Restaurant reviews

Borago: cutting-edge cuisine in Santiago, Chile
Recently voted the eighth best restaurant in Latin America, Boragó is to Santiago as Noma is to Copenhagen. Food and travel writer Qin Xie experiences it for herself.
"Rodolfo Guzman, the young chief at the pass, was out foraging in the Atacama Desert to the north of Chile when I arrived for supper. The sizeable team, chaperoned by the even younger sous chef, Shannon Martincic, who I had mistaken for a stagiaire, was running on its own steam and to a good rhythm.
From what I gather, Guzman was with a group of international journalists. Entertaining scribes seems part and parcel of culinary stardom these days though Guzman hasn't shirked his kitchen duties - assurances were given that the chef had foraged for the restaurant that morning before jetting off.
Guzman trained under Andoni Luis Aduriz at the two-star Michelin Mugaritz in Spain and that education hasn't gone unnoticed in the dining room or the kitchen. Like the menu at Mugaritz, the dishes have a certain unexpectedly playful element about them. And like Mugaritz, Boragó has a development kitchen upstairs where the team try out new recipes between service each day.
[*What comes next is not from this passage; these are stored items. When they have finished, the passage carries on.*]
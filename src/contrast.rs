//! Contrast ratios, accessibility ratings, and best-candidate search.

use std::fmt;

use crate::color::Color;
use crate::level::{ColorLevel, Scheme, apply_level};
use crate::luminance::luminance;

/// Minimum and maximum qualifying ratio for each [`ContrastLevel`], in
/// declaration order. Ranges are half-open: a ratio qualifies for a tier
/// when it reaches the minimum and stays strictly under the maximum, so
/// the three ranges tile the ratio axis from 3.0 up with no gaps.
const RATIO_RANGES: [(f64, f64); 3] = [
    (3.0, 4.5),           // AA Large
    (4.5, 7.0),           // AA
    (7.0, f64::INFINITY), // AAA
];

/// WCAG-style accessibility tiers for text contrast.
#[derive(Debug, Clone, Copy, PartialEq, Eq, Hash)]
pub enum ContrastLevel {
    /// Minimum contrast for large text.
    AaLarge,
    /// Standard minimum contrast for normal text.
    Aa,
    /// Enhanced contrast for the best readability in all contexts.
    Aaa,
}

impl ContrastLevel {
    /// Position of this tier within [`RATIO_RANGES`].
    const fn index(self) -> usize {
        self as usize
    }

    /// Smallest contrast ratio that satisfies this tier.
    #[must_use]
    pub const fn min_ratio(self) -> f64 {
        RATIO_RANGES[self.index()].0
    }

    /// Exclusive upper bound of this tier's qualifying range, used as the
    /// default cap by [`best_contrast`]. AAA has no finite upper bound.
    #[must_use]
    pub const fn max_ratio(self) -> f64 {
        RATIO_RANGES[self.index()].1
    }
}

impl fmt::Display for ContrastLevel {
    fn fmt(&self, f: &mut fmt::Formatter<'_>) -> fmt::Result {
        f.write_str(match self {
            Self::AaLarge => "AA Large",
            Self::Aa => "AA",
            Self::Aaa => "AAA",
        })
    }
}

/// Classification of a contrast ratio against the WCAG thresholds.
#[derive(Debug, Clone, Copy, PartialEq, Eq, Hash)]
pub enum Rating {
    /// Below every accessibility threshold.
    Fail,
    /// Acceptable for large text only.
    AaLarge,
    /// Acceptable for normal text.
    Aa,
    /// Enhanced contrast.
    Aaa,
}

impl Rating {
    /// Classify a raw contrast ratio.
    ///
    /// Boundaries are half-open on the lower side: exactly 3.0 rates
    /// AA Large, exactly 4.5 rates AA, and exactly 7.0 rates AAA.
    #[must_use]
    pub fn from_ratio(ratio: f64) -> Self {
        if ratio < RATIO_RANGES[0].0 {
            Self::Fail
        } else if ratio < RATIO_RANGES[1].0 {
            Self::AaLarge
        } else if ratio < RATIO_RANGES[2].0 {
            Self::Aa
        } else {
            Self::Aaa
        }
    }
}

impl fmt::Display for Rating {
    fn fmt(&self, f: &mut fmt::Formatter<'_>) -> fmt::Result {
        f.write_str(match self {
            Self::Fail => "Fail",
            Self::AaLarge => "AA Large",
            Self::Aa => "AA",
            Self::Aaa => "AAA",
        })
    }
}

/// A computed contrast ratio together with its accessibility rating.
#[derive(Debug, Clone, Copy, PartialEq)]
pub struct Contrast {
    /// The ratio, always at least 1.0; black on white reaches 21.0.
    pub ratio: f64,
    /// The rating the ratio falls into.
    pub rating: Rating,
}

/// Compute the contrast ratio between two colors.
///
/// The ratio is `(L_lighter + 0.05) / (L_darker + 0.05)` over the two
/// relative luminances, so it is symmetric in its arguments and always
/// at least 1.0.
#[must_use]
pub fn contrast_ratio(a: Color, b: Color) -> Contrast {
    let la = luminance(a);
    let lb = luminance(b);
    let ratio = (la.max(lb) + 0.05) / (la.min(lb) + 0.05);

    Contrast {
        ratio,
        rating: Rating::from_ratio(ratio),
    }
}

/// Find the candidate color with the highest qualifying contrast against
/// a background.
///
/// The candidate set is fixed: white, black, then the background itself
/// at each of the eleven lightness tiers, in that order. A candidate
/// qualifies when its ratio reaches the tier's minimum and stays under
/// the tier's default maximum, or at or below `max_ratio` when an
/// explicit cap is supplied (the caller-facing cap is inclusive). The
/// qualifying candidate with the strictly highest ratio wins; ties keep
/// the earliest candidate.
///
/// Returns `None` when no candidate qualifies, which keeps "white won"
/// distinguishable from "nothing fit the range". The convenience
/// accessors on [`Color`] paper over that distinction with a white
/// fallback.
#[must_use]
pub fn best_contrast(
    background: Color,
    level: ContrastLevel,
    max_ratio: Option<f64>,
) -> Option<Color> {
    let mut candidates = vec![Color::WHITE, Color::BLACK];
    candidates.extend(
        ColorLevel::ALL
            .iter()
            .map(|tier| apply_level(background, *tier, Scheme::Light)),
    );

    let mut best = None;
    let mut best_ratio = 0.0_f64;

    for candidate in candidates {
        let ratio = contrast_ratio(background, candidate).ratio;
        let within_cap = max_ratio.map_or(ratio < level.max_ratio(), |cap| ratio <= cap);
        if ratio >= level.min_ratio() && within_cap && ratio > best_ratio {
            best_ratio = ratio;
            best = Some(candidate);
        }
    }

    best
}

impl Color {
    /// The candidate color with the highest contrast against this
    /// background, with no upper limit on the ratio. Falls back to white
    /// when nothing qualifies.
    #[must_use]
    pub fn highest_rated_contrast(self) -> Self {
        best_contrast(self, ContrastLevel::Aaa, Some(f64::INFINITY)).unwrap_or(Self::WHITE)
    }

    /// A color satisfying the AAA tier against this background, or white
    /// when nothing qualifies.
    #[must_use]
    pub fn aaa_contrast(self) -> Self {
        best_contrast(self, ContrastLevel::Aaa, None).unwrap_or(Self::WHITE)
    }

    /// A color satisfying the AA tier against this background, or white
    /// when nothing qualifies.
    #[must_use]
    pub fn aa_contrast(self) -> Self {
        best_contrast(self, ContrastLevel::Aa, None).unwrap_or(Self::WHITE)
    }

    /// A color satisfying the AA Large tier against this background, or
    /// white when nothing qualifies.
    #[must_use]
    pub fn aa_large_contrast(self) -> Self {
        best_contrast(self, ContrastLevel::AaLarge, None).unwrap_or(Self::WHITE)
    }
}

/// Human-readable contrast summary between a background and a foreground.
///
/// The first line carries the ratio and its rating; the second names the
/// enforced tier, or "None" when no tier was being enforced.
#[must_use]
pub fn contrast_report(
    background: Color,
    foreground: Color,
    enforced: Option<ContrastLevel>,
) -> String {
    let contrast = contrast_ratio(background, foreground);
    let enforced = enforced.map_or_else(|| "None".to_owned(), |level| level.to_string());
    format!("{:.2}: {}\n(Enforced: {})", contrast.ratio, contrast.rating, enforced)
}

#[cfg(test)]
mod tests {
    use super::*;

    const EPSILON: f64 = 1e-9;

    #[test]
    fn test_black_on_white_is_21_and_aaa() {
        let contrast = contrast_ratio(Color::BLACK, Color::WHITE);
        assert!((contrast.ratio - 21.0).abs() < EPSILON);
        assert_eq!(contrast.rating, Rating::Aaa);
    }

    #[test]
    fn test_ratio_is_symmetric() {
        let a = Color::new(0.2, 0.4, 0.8);
        let b = Color::new(0.9, 0.9, 0.1);
        let forward = contrast_ratio(a, b).ratio;
        let backward = contrast_ratio(b, a).ratio;
        assert!((forward - backward).abs() < EPSILON);
    }

    #[test]
    fn test_same_color_has_unit_ratio() {
        let color = Color::new(0.3, 0.5, 0.7);
        assert!((contrast_ratio(color, color).ratio - 1.0).abs() < EPSILON);
    }

    #[test]
    fn test_rating_boundaries() {
        assert_eq!(Rating::from_ratio(2.99), Rating::Fail);
        assert_eq!(Rating::from_ratio(3.0), Rating::AaLarge);
        assert_eq!(Rating::from_ratio(4.49), Rating::AaLarge);
        assert_eq!(Rating::from_ratio(4.5), Rating::Aa);
        assert_eq!(Rating::from_ratio(6.99), Rating::Aa);
        assert_eq!(Rating::from_ratio(7.0), Rating::Aaa);
        assert_eq!(Rating::from_ratio(21.0), Rating::Aaa);
    }

    #[test]
    fn test_level_ranges_tile_without_gaps() {
        assert!(
            (ContrastLevel::AaLarge.max_ratio() - ContrastLevel::Aa.min_ratio()).abs() < EPSILON
        );
        assert!((ContrastLevel::Aa.max_ratio() - ContrastLevel::Aaa.min_ratio()).abs() < EPSILON);
        assert!(ContrastLevel::Aaa.max_ratio().is_infinite());
    }

    #[test]
    fn test_black_background_selects_white_at_21() {
        let best = best_contrast(Color::BLACK, ContrastLevel::Aaa, None)
            .expect("white must qualify against black");
        assert_eq!(best.to_hex(), "#ffffff");
        assert!((contrast_ratio(Color::BLACK, best).ratio - 21.0).abs() < EPSILON);
    }

    #[test]
    fn test_selected_candidate_stays_in_the_qualifying_range() {
        let backgrounds = [
            Color::BLACK,
            Color::WHITE,
            Color::gray(0.5),
            Color::new(0.2, 0.4, 0.8),
            Color::new(0.9, 0.3, 0.1),
        ];
        for background in backgrounds {
            for level in [ContrastLevel::AaLarge, ContrastLevel::Aa, ContrastLevel::Aaa] {
                if let Some(candidate) = best_contrast(background, level, None) {
                    let ratio = contrast_ratio(background, candidate).ratio;
                    assert!(ratio >= level.min_ratio(), "{level} ratio {ratio}");
                    assert!(ratio < level.max_ratio(), "{level} ratio {ratio}");
                }
            }
        }
    }

    #[test]
    fn test_unsatisfiable_cap_yields_none() {
        // Every cap below the tier minimum leaves nothing to qualify.
        assert_eq!(best_contrast(Color::BLACK, ContrastLevel::AaLarge, Some(1.0)), None);
        assert_eq!(best_contrast(Color::WHITE, ContrastLevel::Aaa, Some(2.0)), None);
    }

    #[test]
    fn test_mid_gray_aaa_falls_back_to_white() {
        // No candidate reaches 7.0 against mid-gray: black tops out
        // around 5.3, so the search reports the absence and the
        // convenience accessor papers over it.
        let background = Color::gray(0.5);
        assert_eq!(best_contrast(background, ContrastLevel::Aaa, None), None);
        assert_eq!(background.aaa_contrast().to_hex(), "#ffffff");
    }

    #[test]
    fn test_mid_gray_aa_prefers_black() {
        // Black yields about 5.3 against mid-gray, inside [4.5, 7.0) and
        // higher than any tier candidate in that range.
        let background = Color::gray(0.5);
        let best = best_contrast(background, ContrastLevel::Aa, None)
            .expect("black must qualify against mid-gray");
        assert_eq!(best.to_hex(), "#000000");
    }

    #[test]
    fn test_highest_rated_contrast_has_no_cap() {
        assert_eq!(Color::BLACK.highest_rated_contrast().to_hex(), "#ffffff");
        assert_eq!(Color::WHITE.highest_rated_contrast().to_hex(), "#000000");
    }

    #[test]
    fn test_white_background_aa_picks_a_mid_shade() {
        // Against white, black (21.0) overshoots the AA range, so the
        // search settles on the tier ladder instead.
        let best = Color::WHITE.aa_contrast();
        let ratio = contrast_ratio(Color::WHITE, best).ratio;
        assert!(ratio >= 4.5 && ratio < 7.0, "ratio {ratio}");
        assert_eq!(best.to_hex(), "#666666");
    }

    #[test]
    fn test_aa_large_convenience_stays_in_range() {
        let background = Color::gray(0.5);
        let best = background.aa_large_contrast();
        let ratio = contrast_ratio(background, best).ratio;
        assert!(ratio >= 3.0 && ratio < 4.5, "ratio {ratio}");
    }

    #[test]
    fn test_contrast_report_format() {
        let report = contrast_report(Color::BLACK, Color::WHITE, None);
        assert_eq!(report, "21.00: AAA\n(Enforced: None)");

        let enforced = contrast_report(Color::BLACK, Color::WHITE, Some(ContrastLevel::Aa));
        assert_eq!(enforced, "21.00: AAA\n(Enforced: AA)");
    }

    #[test]
    fn test_level_names() {
        assert_eq!(ContrastLevel::AaLarge.to_string(), "AA Large");
        assert_eq!(ContrastLevel::Aa.to_string(), "AA");
        assert_eq!(ContrastLevel::Aaa.to_string(), "AAA");
        assert_eq!(Rating::Fail.to_string(), "Fail");
    }
}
But, that's where the similarities ended as the 10 course Endémica menu (55,000 pesos, about five times the price of an average restaurant in Santiago but reasonable by London standards) is one hundred per cent Chilean, covering every region from high up in the Andes down to the wilderness of Patagonia and out into the icy Pacific Ocean. A bottle of Vigno by Garcia Schwaderer, an old-vine Carignan from Maule, perched to the side. It's instantly recognisable after the previous night's MOVI tasting with Derek Mossman Knapp, flying the flag for Chile's indie wine producers.
Boragó's rocky history echoes the familiar tale of fine dining concepts everywhere – it was barely scraping by until the arrival of the international press. The results can certainly be felt in the Nordic-esq dining room as the flutter of conversation was largely American with a few oriental faces appearing from a separate dining room.
The slow symphony starts with a selection of indigenous ingredients which, after a fortnight in Chile, were familiar stops on the food map.
The challengingly fleshy texture of piure, a mollusc akin to sea urchin, was transformed by way of a bitter mandarin mousse, into something quite delicious. Pickled vegetables, combined with the smoky spice of the merkén chilli, gave a respectable nod to churrasco, the Chilean way of barbecuing.
The playfulness also showed in the loco (Spanish for crazy, above) that appeared half magic wand and half spirit stick. This, a squid-inked bread stick, charcoal black and partially glossed with “moss”, leaves and blossom, was served in a leaf-lined metal pot of coriander seeds. But while the painted end proved tantalising, I wasn't quite so sure what to do with the rest.
Then there were the rocks of Quintay (a seaside town in Valparaíso to the west of Santiago). In a shallow bowl came a small pavé of smoked conger eel, wrapped in volcanic black tempura. Its companion, a large granitic rock, was carefully smeared with an even coating of black farinaceous purée. At the table, a rich, herbal broth, made from a root plant used to teeth babies, washed over the top. To complete the scene, a cumbersome wooden spoon, too awkward to fit between the rock and the bowl, was the instrument offered, ensuring minimum dining sophistication. The joke was definitely on me – how long should one wait before requesting a real spoon?
The subtle smoke and delicate texture of the conger eel made fine feasting though, especially with the Casa Marín Lo Abarca Pinot Noir 2010 that Diego, the sommelier, poured to match.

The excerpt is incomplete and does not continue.